A Foray into Slurm Job Arrays

One of my research projects as a postdoc at MS&T involves benchmarking a plethora of computational methods and basis sets against numerous molecular systems. At some point, I decided it was reasonably achievable to compute quantum mechanical properties for a combination of 80 systems, 22 methods, and 10 basis sets. That’s a lot of jobs to submit to a workload manager, like Slurm, all at once!

During my graduate career at Ole Miss, I never really considered that to be a problem and would often submit massive numbers of jobs to the HPC cluster without much thought. At the time, I was working on simulating infrared and microwave spectral data, and doing so necessitated a large number of calculations to be submitted all at once, clogging my own queue. This changed when my graduate school colleague and friend Brent introduced his automated push-button QFF(PBQFF) framework. It allowed me to submit a single job that managed all computations, collected data, and generated the simulated spectra.
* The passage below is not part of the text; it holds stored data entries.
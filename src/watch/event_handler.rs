// src/watch/event_handler.rs

//! Event processing logic for file system changes.

use std::collections::{HashMap, HashSet};
use std::path::{Path, PathBuf};
use std::sync::{Arc, Mutex};

use tokio::sync::mpsc;
use tracing::{debug, info, warn};

use crate::engine::{RuntimeEvent, TriggerReason};
use crate::watch::cache::FileCache;
use crate::watch::dag_filter::has_ancestor_in_matching;
use crate::watch::hash::compute_aggregate_hash;
use crate::watch::path_utils::relative_str;
use crate::watch::patterns::{collect_matching_files, TaskWatchProfile};

/// Last known aggregate hash per task, kept for the lifetime of the watcher.
pub type TaskHashes = HashMap<String, String>;

/// Process a single file change event and trigger appropriate tasks.
///
/// This function:
/// 1. Finds all tasks whose patterns match the changed path
/// 2. Applies DAG-aware filtering to trigger only root tasks
/// 3. Applies hash-based filtering if enabled
/// 4. Sends trigger events to the runtime
#[allow(clippy::too_many_arguments)]
pub async fn process_file_change(
    project_root: &Path,
    watch_dir: &Path,
    path: &Path,
    profiles: &Arc<Vec<TaskWatchProfile>>,
    dep_map: &Arc<HashMap<String, Vec<String>>>,
    runtime_tx: &mpsc::Sender<RuntimeEvent>,
    task_hashes: Arc<Mutex<TaskHashes>>,
    file_cache: Arc<Mutex<FileCache>>,
) {
    let rel_str = match relative_str(project_root, path) {
        Some(s) => s,
        None => {
            warn!(
                "could not relativize path {:?} against root {:?}",
                path, project_root
            );
            return;
        }
    };

    debug!(?path, rel = %rel_str, "normalized event path");

    // 1) Find all tasks whose watch patterns match this path.
    let matching_profiles: Vec<&TaskWatchProfile> =
        profiles.iter().filter(|p| p.matches(&rel_str)).collect();

    if matching_profiles.is_empty() {
        return;
    }

    // 2) Build a set of their names so we can check ancestors.
    let matching_names: HashSet<String> = matching_profiles
        .iter()
        .map(|p| p.name().to_string())
        .collect();

    // 3) Keep only those tasks that do NOT have any ancestor also in
    //    `matching_names`. These are the "roots for this path".
    let mut root_profiles: Vec<&TaskWatchProfile> = Vec::new();
    for profile in matching_profiles {
        if !has_ancestor_in_matching(profile.name(), &matching_names, dep_map) {
            root_profiles.push(profile);
        }
    }

    if root_profiles.is_empty() {
        return;
    }

    let trigger_names: Vec<&str> = root_profiles.iter().map(|p| p.name()).collect();
    debug!(
        rel = %rel_str,
        ?trigger_names,
        "DAG-aware filter: triggering only root tasks for this path"
    );

    // 4) For each selected task, apply optional hash-based content change
    //    detection and emit a trigger.
    for profile in root_profiles {
        if should_trigger_task(
            project_root,
            watch_dir,
            path,
            &rel_str,
            profile,
            Arc::clone(&task_hashes),
            Arc::clone(&file_cache),
        )
        .await
        {
            let task_name = profile.name().to_string();
            debug!(task = %task_name, path = %rel_str, "watch match -> triggering task");
            if let Err(err) = runtime_tx
                .send(RuntimeEvent::TaskTriggered {
                    task: task_name,
                    reason: TriggerReason::FileWatch,
                })
                .await
            {
                warn!("failed to send RuntimeEvent::TaskTriggered: {err}");
                // If the runtime channel is closed, there's no point
                // keeping the watcher loop alive.
                return;
            }
        }
    }
}

/// Check if a task should be triggered based on hash comparison.
///
/// Returns true if the task should be triggered, false if it should be
/// skipped because the aggregated watched content is unchanged.
async fn should_trigger_task(
    project_root: &Path,
    watch_dir: &Path,
    abs_path: &Path,
    rel_path: &str,
    profile: &TaskWatchProfile,
    task_hashes: Arc<Mutex<TaskHashes>>,
    file_cache: Arc<Mutex<FileCache>>,
) -> bool {
    let task_name = profile.name().to_string();

    // If use_hash is not enabled, always trigger.
    if !profile.use_hash() {
        return true;
    }

    let project_root = project_root.to_path_buf();
    let watch_dir = watch_dir.to_path_buf();
    let abs_path = abs_path.to_path_buf();
    let profile = profile.clone();
    let rel_path = rel_path.to_string();

    tokio::task::spawn_blocking(move || {
        // Only trigger when the aggregated contents of all watched files
        // for this task actually change.
        let mut files: Vec<PathBuf> =
            match collect_matching_files(&project_root, &watch_dir, &profile) {
                Ok(f) => f,
                Err(err) => {
                    warn!(
                        task = %task_name,
                        error = %err,
                        "failed to collect watched files; triggering anyway"
                    );
                    return true;
                }
            };
        files.sort();

        let mut cache = match file_cache.lock() {
            Ok(g) => g,
            Err(_) => {
                warn!("file cache mutex poisoned; triggering anyway");
                return true;
            }
        };
        cache.invalidate(&abs_path);

        let mut file_hashes = Vec::with_capacity(files.len());
        for file_path in files {
            match cache.get_or_compute(&file_path) {
                Ok(h) => file_hashes.push(h),
                Err(err) => {
                    warn!(
                        task = %task_name,
                        file = ?file_path,
                        error = %err,
                        "failed to compute file hash; triggering anyway"
                    );
                    return true;
                }
            }
        }
        drop(cache);

        let new_hash = compute_aggregate_hash(&file_hashes);

        let mut hashes = match task_hashes.lock() {
            Ok(guard) => guard,
            Err(_poisoned) => {
                warn!(task = %task_name, "task hash mutex poisoned; triggering anyway");
                return true;
            }
        };

        match hashes.get(&task_name) {
            Some(old_hash) if *old_hash == new_hash => {
                info!(
                    task = %task_name,
                    path = %rel_path,
                    "watched content unchanged; skipping trigger"
                );
                false
            }
            _ => {
                hashes.insert(task_name, new_hash);
                true
            }
        }
    })
    .await
    .unwrap_or(true) // If the blocking task panics, default to triggering.
}
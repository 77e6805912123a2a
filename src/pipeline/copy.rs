// src/pipeline/copy.rs

//! Change-filtered copy tasks (vendor, fonts, audio, video, misc).

use std::fs;

use anyhow::Context;
use tracing::debug;

use crate::config::PathEntry;
use crate::errors::Result;
use crate::pipeline::{freshness, sources};

/// What a copy task did: new/changed files copied, unchanged files left alone.
#[derive(Debug, Clone, Copy, PartialEq, Eq)]
pub struct CopySummary {
    pub copied: usize,
    pub skipped: usize,
}

/// Copy every source matching the entry's glob into its destination
/// directory, skipping files whose destination is already up to date.
///
/// Skipping unchanged files keeps destination mtimes stable, which avoids
/// spurious downstream watch triggers.
pub fn run(entry: &PathEntry) -> Result<CopySummary> {
    let files = sources::matching_files(&entry.src)?;

    fs::create_dir_all(&entry.dest)
        .with_context(|| format!("creating destination {}", entry.dest.display()))?;

    let mut summary = CopySummary {
        copied: 0,
        skipped: 0,
    };

    for src in files {
        let Some(file_name) = src.file_name() else {
            continue;
        };
        let dest = entry.dest.join(file_name);

        if freshness::up_to_date(&src, &dest) {
            summary.skipped += 1;
            continue;
        }

        fs::copy(&src, &dest)
            .with_context(|| format!("copying {} to {}", src.display(), dest.display()))?;
        debug!(src = %src.display(), dest = %dest.display(), "copied file");
        summary.copied += 1;
    }

    Ok(summary)
}

#[cfg(test)]
mod tests {
    use super::*;
    use crate::config::PathEntry;

    fn entry_for(src: &str, dest: &str) -> PathEntry {
        toml::from_str(&format!("src = \"{src}\"\ndest = \"{dest}\"")).unwrap()
    }

    #[test]
    fn copies_new_files_and_skips_unchanged_ones() -> anyhow::Result<()> {
        let tmp = tempfile::tempdir()?;
        let src_dir = tmp.path().join("fonts");
        let dest_dir = tmp.path().join("out");
        fs::create_dir_all(&src_dir)?;
        fs::write(src_dir.join("a.woff"), "aaaa")?;
        fs::write(src_dir.join("b.woff"), "bbbb")?;

        let entry = entry_for(
            &format!("{}/*", src_dir.display()),
            &dest_dir.display().to_string(),
        );

        let first = run(&entry)?;
        assert_eq!(first, CopySummary { copied: 2, skipped: 0 });
        assert!(dest_dir.join("a.woff").exists());

        let second = run(&entry)?;
        assert_eq!(second, CopySummary { copied: 0, skipped: 2 });
        Ok(())
    }
}
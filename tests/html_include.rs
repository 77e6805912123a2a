// tests/html_include.rs

mod common;
use crate::common::{init_tracing, ProjectBuilder};

use std::error::Error;
use std::fs;

use assetpipe::errors::AssetpipeError;
use assetpipe::pipeline::html;

type TestResult = Result<(), Box<dyn Error>>;

const SPRITE: &str =
    "<svg xmlns=\"http://www.w3.org/2000/svg\" style=\"display:none\"><symbol id=\"logo\"/></svg>\n";

#[test]
fn includes_resolve_and_sprite_is_injected() -> TestResult {
    init_tracing();

    let project = ProjectBuilder::new()
        .file(
            "dev/html/index.html",
            "<body>\n<!-- inject:svg -->\n@@include(header.html)\n<main>content</main>\n</body>\n",
        )
        .file(
            "dev/html/partials/header.html",
            "<header>\n@@include(nav.html)\n</header>\n",
        )
        .file("dev/html/partials/nav.html", "<nav>links</nav>\n")
        .file("build/assets/img/svg.svg", SPRITE);

    let summary = html::run(&project.config())?;
    assert_eq!(summary.pages, 1);

    let output = fs::read_to_string(project.path("build/index.html"))?;
    assert!(output.contains("<nav>links</nav>"));
    assert!(output.contains("<symbol id=\"logo\"/>"));
    assert!(!output.contains("@@include"));
    assert!(!output.contains("<!-- inject:svg -->"));
    Ok(())
}

#[test]
fn partials_are_never_compiled_standalone() -> TestResult {
    init_tracing();

    let project = ProjectBuilder::new()
        .file("dev/html/index.html", "<body>page</body>\n")
        .file("dev/html/partials/header.html", "<header/>\n")
        .file("build/assets/img/svg.svg", SPRITE);

    let summary = html::run(&project.config())?;
    assert_eq!(summary.pages, 1);
    assert!(!project.path("build/header.html").exists());
    Ok(())
}

#[test]
fn missing_partial_names_both_files() -> TestResult {
    init_tracing();

    let project = ProjectBuilder::new()
        .file("dev/html/index.html", "@@include(ghost.html)\n")
        .file("dev/html/partials/.keep", "")
        .file("build/assets/img/svg.svg", SPRITE);

    let err = html::run(&project.config()).unwrap_err();
    match err {
        AssetpipeError::MissingPartial { partial, page } => {
            assert_eq!(partial, "ghost.html");
            assert!(page.contains("index.html"));
        }
        other => panic!("expected MissingPartial, got {other}"),
    }
    Ok(())
}

#[test]
fn absent_sprite_degrades_to_an_empty_injection() -> TestResult {
    init_tracing();

    let project = ProjectBuilder::new()
        .file("dev/html/index.html", "<body><!-- inject:svg --></body>\n")
        .file("dev/html/partials/.keep", "");

    let summary = html::run(&project.config())?;
    assert_eq!(summary.pages, 1);

    let output = fs::read_to_string(project.path("build/index.html"))?;
    assert!(!output.contains("<!-- inject:svg -->"));
    Ok(())
}
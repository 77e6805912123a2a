// src/engine/core.rs

//! Pure core runtime state machine.
//!
//! This module contains a synchronous, deterministic "core runtime" that
//! consumes [`RuntimeEvent`]s and produces:
//! - an updated core state
//! - a list of "commands" describing what the IO shell should do next
//!
//! The async/IO-heavy shell (`engine::runtime::Runtime`) is responsible for:
//! - reading events from channels
//! - sending `ScheduledTask`s to the executor
//! - broadcasting reload/error messages to connected browsers
//! - handling Ctrl+C / shutdown
//!
//! The core is intended to be extensively unit tested without any Tokio,
//! channels, filesystem, or websockets.

use crate::dag::Scheduler;
use crate::engine::event_handlers::{handle_task_completion, handle_task_trigger, CoreStep};
use crate::engine::queue::{TriggerQueue, TriggerWhileRunningBehaviour};
use crate::engine::{RuntimeEvent, RuntimeOptions};

/// Pure core runtime state.
///
/// This owns:
/// - the DAG scheduler
/// - the trigger queue
/// - runtime options (e.g. `exit_when_idle`)
///
/// It has **no** channels, no Tokio types, and does not perform any IO.
#[derive(Debug)]
pub struct CoreRuntime {
    scheduler: Scheduler,
    queue: TriggerQueue,
    options: RuntimeOptions,
}

impl CoreRuntime {
    pub fn new(
        scheduler: Scheduler,
        behaviour: TriggerWhileRunningBehaviour,
        queue_length: usize,
        options: RuntimeOptions,
    ) -> Self {
        let queue = TriggerQueue::new(behaviour, queue_length);
        Self {
            scheduler,
            queue,
            options,
        }
    }

    /// Expose whether the scheduler is idle (for tests).
    pub fn is_idle(&self) -> bool {
        self.scheduler.is_idle()
    }

    /// Expose queue emptiness (for tests).
    pub fn queue_is_empty(&self) -> bool {
        self.queue.is_empty()
    }

    /// Handle a single runtime event, updating core state and returning the
    /// resulting commands for the IO shell.
    pub fn step(&mut self, event: RuntimeEvent) -> CoreStep {
        match event {
            RuntimeEvent::TaskTriggered { task, reason } => {
                handle_task_trigger(&mut self.scheduler, &mut self.queue, task, reason)
            }
            RuntimeEvent::TaskCompleted { task, outcome } => handle_task_completion(
                &mut self.scheduler,
                &mut self.queue,
                &self.options,
                task,
                outcome,
            ),
            RuntimeEvent::ShutdownRequested => CoreStep {
                commands: Vec::new(),
                keep_running: false,
            },
        }
    }
}
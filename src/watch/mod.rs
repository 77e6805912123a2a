// src/watch/mod.rs

//! File watching and change detection.
//!
//! This module is responsible for:
//! - Compiling per-task watch glob patterns from the path table.
//! - Wiring up a cross-platform filesystem watcher (`notify`).
//! - Content hashing to avoid re-running tasks when watched files haven't
//!   actually changed (editor touch events, no-op saves).
//!
//! It does **not** know about the DAG scheduler's run state; it only turns
//! filesystem changes into task-level triggers. It is DAG-aware in exactly
//! one place: when a path matches several tasks that depend on each other,
//! only the root tasks for that path are triggered.

pub mod cache;
pub mod dag_filter;
pub mod event_handler;
pub mod hash;
pub mod path_utils;
pub mod patterns;
pub mod watcher;

pub use patterns::{build_profiles_from_config, TaskWatchProfile};
pub use watcher::{spawn_watcher, WatcherHandle};
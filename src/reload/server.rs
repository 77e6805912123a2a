// src/reload/server.rs

//! WebSocket accept loop for live reload.

use std::net::TcpListener;

use anyhow::Result;
use tracing::{debug, info, warn};

use crate::reload::clients::ReloadHub;

/// Maximum port retry attempts when the requested port is taken.
const MAX_PORT_RETRIES: u16 = 10;

/// Start the WebSocket server on `base_port` (or the next free port) and
/// return the hub plus the port that was actually bound.
///
/// The accept loop runs on a plain thread; tungstenite's blocking handshake
/// and the per-socket sends never touch the async runtime.
pub fn start_reload_server(host: &str, base_port: u16) -> Result<(ReloadHub, u16)> {
    let (listener, actual_port) = try_bind_port(host, base_port, MAX_PORT_RETRIES)?;
    let hub = ReloadHub::new();

    let accept_hub = hub.clone();
    std::thread::spawn(move || {
        for stream in listener.incoming() {
            match stream {
                Ok(stream) => match tungstenite::accept(stream) {
                    Ok(ws) => accept_hub.register(ws),
                    Err(err) => debug!(error = %err, "websocket handshake failed"),
                },
                Err(err) => {
                    warn!(error = %err, "reload server accept error");
                    std::thread::sleep(std::time::Duration::from_millis(100));
                }
            }
        }
    });

    info!(port = actual_port, "live-reload websocket listening");
    Ok((hub, actual_port))
}

/// Try binding to a port, retrying with incremented ports if in use.
fn try_bind_port(host: &str, base_port: u16, max_retries: u16) -> Result<(TcpListener, u16)> {
    let mut last_error = None;

    for offset in 0..max_retries {
        let port = base_port.saturating_add(offset);
        match TcpListener::bind(format!("{host}:{port}")) {
            Ok(listener) => {
                let actual_port = listener.local_addr()?.port();
                return Ok((listener, actual_port));
            }
            Err(e) => {
                last_error = Some(e);
                continue;
            }
        }
    }

    Err(anyhow::anyhow!(
        "failed to bind reload server after {} attempts: {}",
        max_retries,
        last_error.map(|e| e.to_string()).unwrap_or_default()
    ))
}
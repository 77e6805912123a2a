// src/exec/mod.rs

//! Task execution layer.
//!
//! This module is responsible for actually running pipeline tasks (style
//! compilation, bundling, copies, ...) and reporting back to the
//! orchestration runtime via `RuntimeEvent`s. Tasks are CPU/IO bound
//! in-process transforms, so they run on the blocking thread pool rather
//! than as child processes.
//!
//! - [`runner`] owns the background executor loop.
//! - [`backend`] provides the `ExecutorBackend` trait and a concrete
//!   `RealExecutorBackend` that the runtime uses in production, and which
//!   tests can replace with a fake implementation.

pub mod backend;
pub mod runner;

pub use backend::{ExecutorBackend, RealExecutorBackend};
pub use runner::spawn_executor;
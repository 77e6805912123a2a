// src/serve/mime.rs

//! MIME type detection for served files.

use std::path::Path;

/// Map a file path to a Content-Type header value by extension.
pub fn from_path(path: &Path) -> &'static str {
    let ext = path
        .extension()
        .and_then(|e| e.to_str())
        .map(|e| e.to_ascii_lowercase());

    match ext.as_deref() {
        Some("html") | Some("htm") => "text/html; charset=utf-8",
        Some("css") => "text/css; charset=utf-8",
        Some("js") => "text/javascript; charset=utf-8",
        Some("json") | Some("map") => "application/json",
        Some("txt") => "text/plain; charset=utf-8",
        Some("xml") => "application/xml",
        Some("png") => "image/png",
        Some("jpg") | Some("jpeg") => "image/jpeg",
        Some("gif") => "image/gif",
        Some("webp") => "image/webp",
        Some("svg") => "image/svg+xml",
        Some("ico") => "image/x-icon",
        Some("mp3") => "audio/mpeg",
        Some("wav") => "audio/wav",
        Some("ogg") => "audio/ogg",
        Some("mp4") => "video/mp4",
        Some("webm") => "video/webm",
        Some("woff") => "font/woff",
        Some("woff2") => "font/woff2",
        Some("ttf") => "font/ttf",
        Some("otf") => "font/otf",
        Some("eot") => "application/vnd.ms-fontobject",
        _ => "application/octet-stream",
    }
}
For my current project, initially, I almost reverted back to my old habit of submitting large job chunks, wasting most of my queue space. However, reminiscing on my graduate career reminded me that figuring out a way to automate my current situation might be worthwhile. I don’t really have the time, and honestly the patience, to manually submit and wait on roughly 17,000 computations. That’s when I discovered Slurm Job Arrays in the MS&T HPC cluster docs. This functionality lets you run the same script/function/program on multiple files efficiently. Now, admittedly, I didn’t quite understand how to implement job arrays for my current workflow. However, after reading about job arrays from a bunch of sources and chatting with a graduate student in my group at Mizzou, I was able to successfully implement job arrays for my workflow.

Here’s a modified Slurm submit script with job array implementation:

#!/bin/bash
#SBATCH --job-name=JobArray
#SBATCH --nodes=1
#SBATCH --ntasks=1
#SBATCH --array=1-100%10
#SBATCH --cpus-per-task=1
#SBATCH --time=1:00:00 
#SBATCH --mem=9G
#SBATCH --output=Job-%a.out

program.sh Job-${SLURM_ARRAY_TASK_ID}.com

The #SBATCH --array line tells Slurm to handle jobs in array format. For example, #SBATCH --array=1-100 submits jobs Job-1.com to Job-100.com, with the assumption that each of the input files you are working with has the same Job- prefix. In my actual workflow, I break things down by basis set, so this would change to “631G,” for example. Just leaving the job array there, submitting all 100 jobs to the queue, isn’t terribly impressive. I could have just used the same script that made the input files to also make the individual submit scripts, and then make a sub_all.sh script. That’s why we also include the %10. The %10 ensures only 10 jobs run simultaneously, maintaining queue space for other projects. That’s the crux of the whole thing, really. Lastly, each job uses the same resource limits (nodes, ntasks, cpus-per-task, etc.), applied individually rather than cumulatively. So, for the 100 jobs in the above example, each of them will get one node, one task, one cpu-per-task, etc. No need to pile on the resources.

That’s really it. When I was first looking at it, it seemed a whole lot more complicated than what it really turned out to be. The docs were definitely confusing at first, but taking some time to read more about it and chat with someone who had some working experience, I was able to get my own job arrays set up to run in no time. I hope this walkthrough can do the same for you! Whether you’ve never heard about job arrays before now, or you just want to solidify your understanding. Anyway, I hope this helped! Thanks, folks.